確かに日本では長方形なので、体の大きな男性が小さなタオルと戯れている格好を想像するだけで笑える。

 

「みんな堂々と隠さずにいるけど、やっぱり人の目が気になってなんとなく隠そうとしてしまうんだよね、こんな風に。」

 

と言うと、人がいる方向に合わせて小さくて四角いタオルで大切な場所を隠し、目線をブロックしようとしている仕草をかわるがわるポーズを変えて再現してくれた。

 

さすがはコメディアン。どんなポーズをとっても表情豊かでオモシロイ。
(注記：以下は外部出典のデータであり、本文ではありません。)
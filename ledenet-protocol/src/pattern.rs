//! Preset pattern and built-in effect code tables.
//!
//! Immutable process-wide mappings between firmware codes and their
//! human-readable names, safe for concurrent read-only access.

/// Preset animation patterns supported by the standard dialect.
pub struct PresetPattern;

impl PresetPattern {
    pub const SEVEN_COLOR_CROSS_FADE: u8 = 0x25;
    pub const RED_GRADUAL_CHANGE: u8 = 0x26;
    pub const GREEN_GRADUAL_CHANGE: u8 = 0x27;
    pub const BLUE_GRADUAL_CHANGE: u8 = 0x28;
    pub const YELLOW_GRADUAL_CHANGE: u8 = 0x29;
    pub const CYAN_GRADUAL_CHANGE: u8 = 0x2a;
    pub const PURPLE_GRADUAL_CHANGE: u8 = 0x2b;
    pub const WHITE_GRADUAL_CHANGE: u8 = 0x2c;
    pub const RED_GREEN_CROSS_FADE: u8 = 0x2d;
    pub const RED_BLUE_CROSS_FADE: u8 = 0x2e;
    pub const GREEN_BLUE_CROSS_FADE: u8 = 0x2f;
    pub const SEVEN_COLOR_STROBE_FLASH: u8 = 0x30;
    pub const RED_STROBE_FLASH: u8 = 0x31;
    pub const GREEN_STROBE_FLASH: u8 = 0x32;
    pub const BLUE_STROBE_FLASH: u8 = 0x33;
    pub const YELLOW_STROBE_FLASH: u8 = 0x34;
    pub const CYAN_STROBE_FLASH: u8 = 0x35;
    pub const PURPLE_STROBE_FLASH: u8 = 0x36;
    pub const WHITE_STROBE_FLASH: u8 = 0x37;
    pub const SEVEN_COLOR_JUMPING: u8 = 0x38;

    /// Code-to-name table; codes are contiguous in 0x25..=0x38.
    const NAMES: [(u8, &'static str); 20] = [
        (0x25, "seven color cross fade"),
        (0x26, "red gradual change"),
        (0x27, "green gradual change"),
        (0x28, "blue gradual change"),
        (0x29, "yellow gradual change"),
        (0x2a, "cyan gradual change"),
        (0x2b, "purple gradual change"),
        (0x2c, "white gradual change"),
        (0x2d, "red green cross fade"),
        (0x2e, "red blue cross fade"),
        (0x2f, "green blue cross fade"),
        (0x30, "seven color strobe flash"),
        (0x31, "red strobe flash"),
        (0x32, "green strobe flash"),
        (0x33, "blue strobe flash"),
        (0x34, "yellow strobe flash"),
        (0x35, "cyan strobe flash"),
        (0x36, "purple strobe flash"),
        (0x37, "white strobe flash"),
        (0x38, "seven color jumping"),
    ];

    /// Returns whether `code` is a known preset pattern.
    pub fn is_valid(code: u8) -> bool {
        (Self::SEVEN_COLOR_CROSS_FADE..=Self::SEVEN_COLOR_JUMPING).contains(&code)
    }

    /// Returns the human-readable name for a preset code.
    pub fn name(code: u8) -> Option<&'static str> {
        Self::NAMES
            .iter()
            .find(|(c, _)| *c == code)
            .map(|(_, name)| *name)
    }

    /// Iterates every known preset as (code, name).
    pub fn all() -> impl Iterator<Item = (u8, &'static str)> {
        Self::NAMES.iter().copied()
    }

    /// Looks a preset code up by its human-readable name.
    pub fn from_name(name: &str) -> Option<u8> {
        Self::NAMES
            .iter()
            .find(|(_, n)| n.eq_ignore_ascii_case(name))
            .map(|(c, _)| *c)
    }
}

/// Built-in sunrise/sunset timer effects.
#[derive(Debug, Clone, Copy, PartialEq, Eq)]
pub enum BuiltInEffect {
    Sunrise,
    Sunset,
}

impl BuiltInEffect {
    pub const SUNRISE: u8 = 0xa1;
    pub const SUNSET: u8 = 0xa2;

    /// Returns whether `code` names a built-in effect.
    pub fn is_valid(code: u8) -> bool {
        code == Self::SUNRISE || code == Self::SUNSET
    }

    pub fn from_code(code: u8) -> Option<Self> {
        match code {
            Self::SUNRISE => Some(BuiltInEffect::Sunrise),
            Self::SUNSET => Some(BuiltInEffect::Sunset),
            _ => None,
        }
    }

    pub fn code(&self) -> u8 {
        match self {
            BuiltInEffect::Sunrise => Self::SUNRISE,
            BuiltInEffect::Sunset => Self::SUNSET,
        }
    }

    pub fn name(&self) -> &'static str {
        match self {
            BuiltInEffect::Sunrise => "sunrise",
            BuiltInEffect::Sunset => "sunset",
        }
    }
}

#[cfg(test)]
mod tests {
    use super::*;

    #[test]
    fn test_preset_range() {
        assert!(!PresetPattern::is_valid(0x24));
        assert!(PresetPattern::is_valid(0x25));
        assert!(PresetPattern::is_valid(0x38));
        assert!(!PresetPattern::is_valid(0x39));
        // Solid color and custom codes are not presets
        assert!(!PresetPattern::is_valid(0x61));
        assert!(!PresetPattern::is_valid(0x60));
    }

    #[test]
    fn test_preset_names_cover_range() {
        for code in 0x25..=0x38 {
            assert!(PresetPattern::name(code).is_some(), "{code:#04x} unnamed");
        }
        assert!(PresetPattern::name(0x61).is_none());
    }

    #[test]
    fn test_preset_name_lookup() {
        assert_eq!(
            PresetPattern::name(PresetPattern::SEVEN_COLOR_CROSS_FADE),
            Some("seven color cross fade")
        );
        assert_eq!(
            PresetPattern::from_name("Seven Color Jumping"),
            Some(0x38)
        );
        assert_eq!(PresetPattern::from_name("disco"), None);
    }

    #[test]
    fn test_built_in_effects() {
        assert!(BuiltInEffect::is_valid(0xa1));
        assert!(BuiltInEffect::is_valid(0xa2));
        assert!(!BuiltInEffect::is_valid(0xa0));

        assert_eq!(BuiltInEffect::from_code(0xa1), Some(BuiltInEffect::Sunrise));
        assert_eq!(BuiltInEffect::Sunset.code(), 0xa2);
        assert_eq!(BuiltInEffect::Sunrise.name(), "sunrise");
    }
}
ユーモアにあふれていてウケてしまう。

 

お友達と行ったらしく、男同士で思う存分湯船に浸かって温泉を満喫したそうだ。

 

ただしばらくしてどうしても気になることがあったらしい。それは男性がバスタブを出入りする度にちょうど目線の高さにくる他の男性のそれである。

 

「しばらくして友達が言うんだよね〜。」

「なんて言ったの?」

「ここってコックフェスティバルみたいだって。」

「(爆笑)」

 

そう、やはり英語でコックとはニワトリというよりもついそれを連想させてしまうらしい。

 

そんなこともあってか、酉年の今年、私は「Year of Cock」という表記を見て即座に大ウケした。彼の言う「コックフェスティバル」を連想したのだ。

 

「酉年って英語でYear of RoosterだけどYear of Cockという英訳も間違いでは無いよね?!」

 

自分の感覚に自信が持てずにいた私はコメディアンの彼になら打ち明けられる気がして思い切ってたずねた。

 

「Year of Cock!!!! (大爆笑)」

 

やっぱりオモシロかったらしい。良かった、新年早々、仲間を見つけた安堵感に浸った。

 

「うーん、でもそう言って私がそんなことばかり考えている人と思われても困るし。」

 

「(笑いながら)ただやっぱりその意味合いが強いのは確か。」

 

なるほど、いつまでもぶりっこしていてはいけないと強く反省したエピソードとなった。

 

数日後、コメディアンの彼からメッセージがあった。

 

「時間があったら聴いて〜」

 

なんとそれは「Year of Cock」をネタとした自作の歌だった。コメディアンはプロの音楽家でもあるので普通に出来映えが素晴らしい。

 

これでもかと言わんばかりに何度も繰り返される「Cock」が頭の中を埋め尽くす。しかも耳に焼き付いて離れない中毒性のあるメロディー。

 

これぞまさにコックフェスティバル以外のなにものでもなかった。

 

しかも彼の情熱はとどまることをしらない。なんともうすぐ動画も完成するらしい。

 

「こないだあなたのことについてブログに書いたけど大丈夫だった?」と伝えると「僕のことだったら何でも書いて良いよ〜。」と言ってくれた。

 

コメディアンになるにはこれくらい寛大でなくっちゃ。動画が出たら早急にシェアしよう。